HERE ON THE BIG ISLAND – Nature Always Wins (Part 3 of 3)

HERE ON THE BIG ISLAND

By Kelly Moran

Nature Always Wins (Part III) [see Part I]

Puna’s population has grown enormously since the 1960s, when the big subdivisions were created: Hawaiian Paradise Park (HPP), Nanawale Estates, Hawaiian Beaches, Hawaiian Shores, Ainaloa, and Orchidland.  The lots were not expensive – some cost as little as a Volkswagen Bug.  Back then, it was assumed that only retirees, farmers and hippies would want to live so far (20 or more miles) from Hilo.  Developers were encouraged, but not required, to install curbs, gutters and sidewalks along their interior roads; but since there was only one paved road in and out of Puna anyway – the two-lane State Highway 130 – it seemed pointless to bring the subdivision streets up to even that modest standard.  But after the sugar industry was shuttered, in the 1980s, many people who worked in Hilo started buying the relatively inexpensive lots out in Puna, and commuting along Hwy 130.  Traffic increased, and the morning and evening drive-times became so frustratingly congested, that finally, in 2010, the State began a project to widen Hwy 130 between Kea‘au and Pahoa, and to install roundabouts where Pahoa’s main street and the largest subdivision roads feed into the highway.
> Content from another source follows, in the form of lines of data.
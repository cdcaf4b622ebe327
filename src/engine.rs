//! Top-level engine: turns pointer/key/wheel events into validated session
//! mutations and [`Action`]s for the host to persist.
//!
//! Control flow per gesture: pointer-down classifies the target, pointer-move
//! converts through the camera, applies grid and proximity snapping to the
//! delta from the drag-start snapshot, validates the candidate against
//! same-floor obstacles, and writes only valid geometry into the session.
//! Pointer-up commits, runs adjacency detection, and emits actions carrying
//! revert data so a persistence failure can roll the entity back.

#[cfg(test)]
#[path = "engine_test.rs"]
mod engine_test;

use tracing::{debug, warn};
use uuid::Uuid;

use crate::adjacency;
use crate::camera::{Point, Viewport};
use crate::collide;
use crate::consts::{
    CONNECTOR_BOUNDARY_TOLERANCE, CONNECTOR_GRID, CONNECTOR_HEIGHT, CONNECTOR_WIDTH,
    DEFAULT_FURNITURE_SIZE, DRAG_THRESHOLD_PX, FURNITURE_GRID, MIN_ROOM_SIZE, ROOM_GRID,
    SNAP_THRESHOLD, WHEEL_ZOOM_STEP,
};
use crate::grid;
use crate::hit::{self, Hit, HitPart, ResizeHandle};
use crate::input::{Button, InteractionState, Key, Modifiers, Selection, Tool, UiState, WheelDelta};
use crate::model::{
    Connector, ConnectorId, ConnectorPatch, ConnectorState, Furniture, FurnitureId,
    FurniturePatch, Rect, Room, RoomId, RoomKind, RoomPatch,
};
use crate::session::{LayoutSession, RenderSnapshot};
use crate::snap;

/// Actions returned from event handlers for the host to process.
///
/// Update actions carry both the committed fields and a `revert` patch of the
/// pre-gesture state, so [`crate::persist::commit`] can roll back on failure.
#[derive(Debug, Clone)]
pub enum Action {
    RoomCreated(Room),
    RoomUpdated { id: RoomId, fields: RoomPatch, revert: RoomPatch },
    RoomDeleted { id: RoomId },
    ConnectorCreated { connector: Connector, auto: bool },
    ConnectorUpdated { id: ConnectorId, fields: ConnectorPatch, revert: ConnectorPatch },
    ConnectorDeleted { id: ConnectorId },
    FurnitureCreated(Furniture),
    FurnitureUpdated { id: FurnitureId, fields: FurniturePatch, revert: FurniturePatch },
    FurnitureDeleted { id: FurnitureId },
    SelectionChanged(Option<Selection>),
    Warning(GeometryWarning),
    RenderNeeded,
}

/// A geometry violation that was auto-corrected. Never a hard error; a UI
/// layer can surface these ("repositioned due to collision").
#[derive(Debug, Clone, Copy, PartialEq, Eq)]
pub enum GeometryWarning {
    /// The entity was moved off its requested position to avoid an overlap
    /// or an out-of-bounds placement.
    CollisionRepaired { id: Uuid },
    /// The nearest-valid-position search hit its ring cap; the entity may
    /// still be in violation.
    PlacementDegraded { id: Uuid },
    /// A connector was pulled back onto the shared boundary of its rooms.
    BoundaryReattached { id: Uuid },
}

/// Failure of an explicit layout operation (not a geometry violation).
#[derive(Debug, Clone, thiserror::Error)]
pub enum LayoutError {
    #[error("room not found: {0}")]
    RoomNotFound(RoomId),
    #[error("rooms {0} and {1} share no boundary")]
    NotAdjacent(RoomId, RoomId),
    #[error("a connector must link two distinct rooms")]
    SameRoom,
}

/// Core engine state: the session, UI state, gesture state machine, and
/// viewport. Exactly one gesture can be in flight at a time.
#[derive(Debug, Default)]
pub struct EngineCore {
    pub session: LayoutSession,
    pub ui: UiState,
    pub input: InteractionState,
    pub viewport: Viewport,
}
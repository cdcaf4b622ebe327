#[cfg(test)]
#[path = "camera_test.rs"]
mod camera_test;

use serde::{Deserialize, Serialize};

use crate::consts::{MAX_ZOOM, MIN_ZOOM};

/// A point in either screen or world space.
#[derive(Debug, Clone, Copy, PartialEq, Serialize, Deserialize)]
pub struct Point {
    pub x: f64,
    pub y: f64,
}

impl Point {
    #[must_use]
    pub fn new(x: f64, y: f64) -> Self {
        Self { x, y }
    }
}

/// Fixed viewport dimensions in screen units.
#[derive(Debug, Clone, Copy, PartialEq, Serialize, Deserialize)]
pub struct Viewport {
    pub width: f64,
    pub height: f64,
}

impl Viewport {
    #[must_use]
    pub fn new(width: f64, height: f64) -> Self {
        Self { width, height }
    }
}

impl Default for Viewport {
    fn default() -> Self {
        Self { width: 800.0, height: 600.0 }
    }
}

/// Camera state for pan/zoom over the infinite world plane.
///
/// `x` / `y` are the world-space focal point rendered at the viewport center.
/// `zoom` is a scale factor bounded to `[MIN_ZOOM, MAX_ZOOM]`.
#[derive(Debug, Clone, Copy, Serialize, Deserialize)]
pub struct Camera {
    pub x: f64,
    pub y: f64,
    pub zoom: f64,
}

impl Default for Camera {
    fn default() -> Self {
        Self { x: 0.0, y: 0.0, zoom: 1.0 }
    }
}

impl Camera {
    /// Convert a world-space point to screen coordinates.
    #[must_use]
    pub fn world_to_screen(&self, world: Point, viewport: Viewport) -> Point {
        Point {
            x: viewport.width / 2.0 + (world.x - self.x) * self.zoom,
            y: viewport.height / 2.0 + (world.y - self.y) * self.zoom,
        }
    }

    /// Convert a screen-space point to world coordinates.
    #[must_use]
    pub fn screen_to_world(&self, screen: Point, viewport: Viewport) -> Point {
        Point {
            x: self.x + (screen.x - viewport.width / 2.0) / self.zoom,
            y: self.y + (screen.y - viewport.height / 2.0) / self.zoom,
        }
    }

    /// Convert a screen-space distance to world-space distance.
    #[must_use]
    pub fn screen_dist_to_world(&self, screen_dist: f64) -> f64 {
        screen_dist / self.zoom
    }

    /// Translate the focal point by a screen-space delta (drag-to-pan).
    ///
    /// Dragging the pointer right moves the world right under the cursor,
    /// so the focal point moves left.
    pub fn pan_by(&mut self, screen_dx: f64, screen_dy: f64) {
        self.x -= screen_dx / self.zoom;
        self.y -= screen_dy / self.zoom;
    }

    /// Multiply zoom by `factor`, clamped to `[MIN_ZOOM, MAX_ZOOM]`, keeping
    /// the world point under `screen` stationary on screen.
    pub fn zoom_at(&mut self, screen: Point, factor: f64, viewport: Viewport) {
        let anchor = self.screen_to_world(screen, viewport);
        self.zoom = (self.zoom * factor).clamp(MIN_ZOOM, MAX_ZOOM);
        self.x = anchor.x - (screen.x - viewport.width / 2.0) / self.zoom;
        self.y = anchor.y - (screen.y - viewport.height / 2.0) / self.zoom;
    }
}
//! Grid quantization. Pure functions; each entity class snaps at its own
//! resolution (`ROOM_GRID`, `CONNECTOR_GRID`, `FURNITURE_GRID`).
//!
//! Snapping is applied to position *deltas* measured from the drag-start
//! snapshot, never to accumulated per-frame positions, so a long drag cannot
//! compound rounding error.

#[cfg(test)]
#[path = "grid_test.rs"]
mod grid_test;

use crate::camera::Point;

/// Quantize `value` to the nearest multiple of `resolution`.
///
/// Idempotent: `snap(snap(v, r), r) == snap(v, r)`.
#[must_use]
pub fn snap(value: f64, resolution: f64) -> f64 {
    debug_assert!(resolution > 0.0);
    (value / resolution).round() * resolution
}

/// Quantize both coordinates of a point.
#[must_use]
pub fn snap_point(p: Point, resolution: f64) -> Point {
    Point::new(snap(p.x, resolution), snap(p.y, resolution))
}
But there have long been calls to upgrade two dirt roads, makai of and roughly parallel to the highway, so they could take some of the traffic load away from the highway.  One is Railroad Ave. which, when it had tracks, carried sugarcane trains from Kapoho all the way to Hilo.  The other, hugging the coast, and very rugged even for 4WD vehicles, is called Government Beach Road; it originally linked Kapoho with Kaloli Point in HPP.  From lack of foresight, however, neither of these roads goes its full length, anymore; they’re in segments, interrupted by overgrown lots, and allowed to become residential, in some places enabling homes to be built within their rights-of-way.  And nothing was ever done to improve them.  Until now.
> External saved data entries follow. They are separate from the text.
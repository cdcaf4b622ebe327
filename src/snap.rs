//! Edge-to-edge proximity snapping between a dragged room and its neighbors.
//!
//! For every other room on the same floor, the four edge-pair gaps are
//! measured, but an axis pair only counts when the rectangles' projections
//! overlap on the perpendicular axis — rooms that could not sit side-by-side
//! or stacked never attract each other. The minimum-distance candidate wins
//! per axis independently, so a room can snap horizontally to one neighbor
//! and vertically to a different one in the same drag.

#[cfg(test)]
#[path = "snap_test.rs"]
mod snap_test;

use crate::model::Rect;

/// Per-axis corrections that align `candidate` with its nearest neighbors.
/// `None` on an axis means no neighbor was within threshold there, and the
/// caller should grid-snap that axis instead.
#[derive(Debug, Clone, Copy, Default, PartialEq)]
pub struct SnapCorrection {
    pub dx: Option<f64>,
    pub dy: Option<f64>,
}

fn x_projections_overlap(a: &Rect, b: &Rect) -> bool {
    a.end_x > b.start_x && a.start_x < b.end_x
}

fn y_projections_overlap(a: &Rect, b: &Rect) -> bool {
    a.end_y > b.start_y && a.start_y < b.end_y
}

/// Compute the minimum-distance edge alignment for `candidate` against
/// `neighbors`, considering only gaps within `threshold`.
#[must_use]
pub fn proximity_snap(candidate: &Rect, neighbors: &[Rect], threshold: f64) -> SnapCorrection {
    let mut best_dx: Option<f64> = None;
    let mut best_dy: Option<f64> = None;

    let mut consider = |best: &mut Option<f64>, gap: f64| {
        if gap.abs() <= threshold && best.is_none_or(|b| gap.abs() < b.abs()) {
            *best = Some(gap);
        }
    };

    for other in neighbors {
        if y_projections_overlap(candidate, other) {
            // Side-by-side alignment: our right edge to their left, and
            // our left edge to their right.
            consider(&mut best_dx, other.start_x - candidate.end_x);
            consider(&mut best_dx, other.end_x - candidate.start_x);
        }
        if x_projections_overlap(candidate, other) {
            // Stacked alignment: our bottom edge to their top, and our top
            // edge to their bottom.
            consider(&mut best_dy, other.start_y - candidate.end_y);
            consider(&mut best_dy, other.end_y - candidate.start_y);
        }
    }

    SnapCorrection { dx: best_dx, dy: best_dy }
}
The lava from Pu‘u O‘o, which in September emerged in the forest-reserve above Pahoa town, is steadily flowing downhill, burning the ohia and waiawi trees and everything else in its path.  No one knows exactly where it will go, nor when nor if it will stop before reaching the ocean.  Whether or not it goes through the streets of Pahoa, it would have to cross Hwy 130 somewhere; and that would force everyone on the Kapoho side of Pahoa to evacuate along Railroad and/or the Beach road.

Here is video captured by Mick Kalber, flying with Paradise Helicopters, showing the lava flow burning its way through trees, as it nears the edge of the forest.
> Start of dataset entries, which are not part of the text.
//! Persistence collaborator contract and optimistic commit reconciliation.
//!
//! DESIGN
//! ======
//! The engine applies geometry to the in-memory session immediately and
//! hands the resulting [`Action`]s to a [`Persistence`] implementation
//! afterwards. [`commit`] pushes each action to the store; an update that
//! the store rejects reverts the session entity to the pre-drag state the
//! action carries, and a rejected create removes the entity again. A
//! synthesized connector that fails to persist is dropped without touching
//! the room change that produced it.
//!
//! ERROR HANDLING
//! ==============
//! Update/delete on a missing id returns `Ok(None)` / `Ok(false)` rather
//! than an error, so "not found" is distinguishable from transport failure.

#[cfg(test)]
#[path = "persist_test.rs"]
mod persist_test;

use std::collections::HashMap;

use tracing::warn;
use uuid::Uuid;

use crate::engine::Action;
use crate::model::{
    Connector, ConnectorId, ConnectorPatch, Furniture, FurnitureId, FurniturePatch, Room, RoomId,
    RoomPatch,
};
use crate::session::LayoutSession;

/// Failure talking to the durable store.
#[derive(Debug, Clone, thiserror::Error)]
pub enum PersistError {
    #[error("transport failure: {0}")]
    Transport(String),
    #[error("rejected by store: {0}")]
    Rejected(String),
    #[error("not found: {0}")]
    NotFound(Uuid),
}

/// Durable storage for layout entities.
pub trait Persistence {
    /// All rooms on a floor.
    fn list_rooms(&self, floor: i32) -> Result<Vec<Room>, PersistError>;
    /// All connectors referencing a room.
    fn list_connectors(&self, room: RoomId) -> Result<Vec<Connector>, PersistError>;
    /// All furniture owned by a room.
    fn list_furniture(&self, room: RoomId) -> Result<Vec<Furniture>, PersistError>;

    fn create_room(&mut self, room: &Room) -> Result<Room, PersistError>;
    fn update_room(&mut self, id: RoomId, patch: &RoomPatch) -> Result<Option<Room>, PersistError>;
    fn delete_room(&mut self, id: RoomId) -> Result<bool, PersistError>;

    fn create_connector(&mut self, connector: &Connector) -> Result<Connector, PersistError>;
    fn update_connector(
        &mut self,
        id: ConnectorId,
        patch: &ConnectorPatch,
    ) -> Result<Option<Connector>, PersistError>;
    fn delete_connector(&mut self, id: ConnectorId) -> Result<bool, PersistError>;

    fn create_furniture(&mut self, item: &Furniture) -> Result<Furniture, PersistError>;
    fn update_furniture(
        &mut self,
        id: FurnitureId,
        patch: &FurniturePatch,
    ) -> Result<Option<Furniture>, PersistError>;
    fn delete_furniture(&mut self, id: FurnitureId) -> Result<bool, PersistError>;
}

/// A commit that the store did not accept, with how the session compensated.
#[derive(Debug, Clone)]
pub struct CommitFailure {
    pub id: Uuid,
    pub error: PersistError,
    /// True when the session was rolled back or cleaned up in response.
    pub compensated: bool,
}

/// Push committed actions to the store, compensating the session on failure.
///
/// Rejected updates revert to the pre-drag state carried by the action;
/// rejected creates remove the entity from the session. A failed create of
/// an auto-synthesized connector never rolls back the room change it came
/// from. Rejected deletes need no compensation: the entity is already gone
/// locally and the host may reload from the source of truth.
pub fn commit(
    session: &mut LayoutSession,
    actions: &[Action],
    store: &mut dyn Persistence,
) -> Vec<CommitFailure> {
    let mut failures = Vec::new();

    for action in actions {
        match action {
            Action::RoomCreated(room) => {
                if session.room(room.id).is_none() {
                    continue;
                }
                if let Err(e) = store.create_room(room) {
                    warn!(room_id = %room.id, error = %e, "room create rejected; removing from session");
                    session.remove_room(room.id);
                    failures.push(CommitFailure { id: room.id, error: e, compensated: true });
                }
            }
            Action::RoomUpdated { id, fields, revert } => {
                if session.room(*id).is_none() {
                    continue;
                }
                let error = match store.update_room(*id, fields) {
                    Ok(Some(_)) => continue,
                    Ok(None) => PersistError::NotFound(*id),
                    Err(e) => e,
                };
                warn!(room_id = %id, error = %error, "room update rejected; reverting");
                session.apply_room_patch(*id, revert);
                failures.push(CommitFailure { id: *id, error, compensated: true });
            }
            Action::RoomDeleted { id } => {
                if let Err(e) = store.delete_room(*id) {
                    warn!(room_id = %id, error = %e, "room delete failed");
                    failures.push(CommitFailure { id: *id, error: e, compensated: false });
                }
            }
            Action::ConnectorCreated { connector, auto } => {
                if session.connector(connector.id).is_none() {
                    continue;
                }
                if let Err(e) = store.create_connector(connector) {
                    warn!(
                        connector_id = %connector.id,
                        auto,
                        error = %e,
                        "connector create rejected; removing from session"
                    );
                    session.remove_connector(connector.id);
                    failures.push(CommitFailure { id: connector.id, error: e, compensated: true });
                }
            }
            Action::ConnectorUpdated { id, fields, revert } => {
                if session.connector(*id).is_none() {
                    continue;
                }
                let error = match store.update_connector(*id, fields) {
                    Ok(Some(_)) => continue,
                    Ok(None) => PersistError::NotFound(*id),
                    Err(e) => e,
                };
                warn!(connector_id = %id, error = %error, "connector update rejected; reverting");
                session.apply_connector_patch(*id, revert);
                failures.push(CommitFailure { id: *id, error, compensated: true });
            }
            Action::ConnectorDeleted { id } => {
                if let Err(e) = store.delete_connector(*id) {
                    warn!(connector_id = %id, error = %e, "connector delete failed");
                    failures.push(CommitFailure { id: *id, error: e, compensated: false });
                }
            }
            Action::FurnitureCreated(item) => {
                if session.furniture_item(item.id).is_none() {
                    continue;
                }
                if let Err(e) = store.create_furniture(item) {
                    warn!(furniture_id = %item.id, error = %e, "furniture create rejected; removing from session");
                    session.remove_furniture(item.id);
                    failures.push(CommitFailure { id: item.id, error: e, compensated: true });
                }
            }
            Action::FurnitureUpdated { id, fields, revert } => {
                if session.furniture_item(*id).is_none() {
                    continue;
                }
                let error = match store.update_furniture(*id, fields) {
                    Ok(Some(_)) => continue,
                    Ok(None) => PersistError::NotFound(*id),
                    Err(e) => e,
                };
                warn!(furniture_id = %id, error = %error, "furniture update rejected; reverting");
                session.apply_furniture_patch(*id, revert);
                failures.push(CommitFailure { id: *id, error, compensated: true });
            }
            Action::FurnitureDeleted { id } => {
                if let Err(e) = store.delete_furniture(*id) {
                    warn!(furniture_id = %id, error = %e, "furniture delete failed");
                    failures.push(CommitFailure { id: *id, error: e, compensated: false });
                }
            }
            Action::SelectionChanged(_) | Action::Warning(_) | Action::RenderNeeded => {}
        }
    }

    failures
}

/// In-memory [`Persistence`] implementation for hosts without a backend and
/// for tests.
#[derive(Debug, Default)]
pub struct MemoryStore {
    rooms: HashMap<RoomId, Room>,
    connectors: HashMap<ConnectorId, Connector>,
    furniture: HashMap<FurnitureId, Furniture>,
}

impl MemoryStore {
    #[must_use]
    pub fn new() -> Self {
        Self::default()
    }

    #[must_use]
    pub fn room_count(&self) -> usize {
        self.rooms.len()
    }

    #[must_use]
    pub fn connector_count(&self) -> usize {
        self.connectors.len()
    }

    #[must_use]
    pub fn furniture_count(&self) -> usize {
        self.furniture.len()
    }
}

impl Persistence for MemoryStore {
    fn list_rooms(&self, floor: i32) -> Result<Vec<Room>, PersistError> {
        let mut rooms: Vec<Room> =
            self.rooms.values().filter(|r| r.floor == floor).cloned().collect();
        rooms.sort_by_key(|r| r.id);
        Ok(rooms)
    }

    fn list_connectors(&self, room: RoomId) -> Result<Vec<Connector>, PersistError> {
        let mut items: Vec<Connector> = self
            .connectors
            .values()
            .filter(|c| c.from_room == room || c.to_room == room)
            .cloned()
            .collect();
        items.sort_by_key(|c| c.id);
        Ok(items)
    }

    fn list_furniture(&self, room: RoomId) -> Result<Vec<Furniture>, PersistError> {
        let mut items: Vec<Furniture> =
            self.furniture.values().filter(|f| f.room_id == room).cloned().collect();
        items.sort_by_key(|f| f.id);
        Ok(items)
    }

    fn create_room(&mut self, room: &Room) -> Result<Room, PersistError> {
        self.rooms.insert(room.id, room.clone());
        Ok(room.clone())
    }

    fn update_room(&mut self, id: RoomId, patch: &RoomPatch) -> Result<Option<Room>, PersistError> {
        let Some(room) = self.rooms.get_mut(&id) else {
            return Ok(None);
        };
        if let Some(floor) = patch.floor {
            room.floor = floor;
        }
        room.rect = patch.rect_over(room.rect);
        if let Some(kind) = patch.kind {
            room.kind = kind;
        }
        if let Some(locked) = patch.locked {
            room.locked = locked;
        }
        Ok(Some(room.clone()))
    }

    fn delete_room(&mut self, id: RoomId) -> Result<bool, PersistError> {
        Ok(self.rooms.remove(&id).is_some())
    }

    fn create_connector(&mut self, connector: &Connector) -> Result<Connector, PersistError> {
        self.connectors.insert(connector.id, connector.clone());
        Ok(connector.clone())
    }

    fn update_connector(
        &mut self,
        id: ConnectorId,
        patch: &ConnectorPatch,
    ) -> Result<Option<Connector>, PersistError> {
        let Some(conn) = self.connectors.get_mut(&id) else {
            return Ok(None);
        };
        if let Some(x) = patch.x {
            conn.x = x;
        }
        if let Some(y) = patch.y {
            conn.y = y;
        }
        if let Some(w) = patch.width {
            conn.width = w;
        }
        if let Some(h) = patch.height {
            conn.height = h;
        }
        if let Some(r) = patch.rotation {
            conn.rotation = r;
        }
        if let Some(s) = patch.state {
            conn.state = s;
        }
        Ok(Some(conn.clone()))
    }

    fn delete_connector(&mut self, id: ConnectorId) -> Result<bool, PersistError> {
        Ok(self.connectors.remove(&id).is_some())
    }

    fn create_furniture(&mut self, item: &Furniture) -> Result<Furniture, PersistError> {
        self.furniture.insert(item.id, item.clone());
        Ok(item.clone())
    }

    fn update_furniture(
        &mut self,
        id: FurnitureId,
        patch: &FurniturePatch,
    ) -> Result<Option<Furniture>, PersistError> {
        let Some(item) = self.furniture.get_mut(&id) else {
            return Ok(None);
        };
        if let Some(x) = patch.x {
            item.x = x;
        }
        if let Some(y) = patch.y {
            item.y = y;
        }
        if let Some(w) = patch.width {
            item.width = w;
        }
        if let Some(h) = patch.height {
            item.height = h;
        }
        if let Some(r) = patch.rotation {
            item.rotation = r;
        }
        if let Some(z) = patch.z_index {
            item.z_index = z;
        }
        Ok(Some(item.clone()))
    }

    fn delete_furniture(&mut self, id: FurnitureId) -> Result<bool, PersistError> {
        Ok(self.furniture.remove(&id).is_some())
    }
}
County and state highway departments are working, right now, punching through undeveloped brushlands to connect their segments, and improve them at least enough to be passable by ordinary cars.  Lava would eventually cross those roads too, although by that time, it should be possible to repair and re-open Hwy 130.  And there is talk of (once again) repairing the Chain of Craters road.  That would enable people in lower Puna to get out by going up through the National Park to Volcano.

Lower Puna and Subdivisions

Here is an official county map of the roads undergoing improvement. Photograph of an official Hawaii County map showing planned roadwork. Much of it is already well underway.

 

Whatever happens, it is important to remember that the Island of Hawaii is alive.  We take our friends and family to Halemaumau and gape at the big crater; we walk through the steam-vents; we hike trails that, only a few years ago, were eruption sites.  We stop along the jet-black landscape of Kona, leaving bits of white coral as our graffiti, but little thinking what that land must have been like when it was a miles-wide river of red-hot molten rock.

Hurricanes form every summer, in the warm waters of the Pacific, but they “hardly ever” come ashore in Hawaii.  And as frequent as eruptions have always been, we only rarely get to see their end-game, when lava makes its inexorable way down from summit to sea.  And whether we choose to accept this phenomenon of nature as expressing the will of the volcano goddess Pele, or prefer to examine it through the scientific lenses of volcanology and seismology, it is a defining characteristic of life on the Big Island.  Those of us who choose to live here are compelled to accept the fact that, whatever we may do to make a home for ourselves on this living island, in the end, Nature will always win.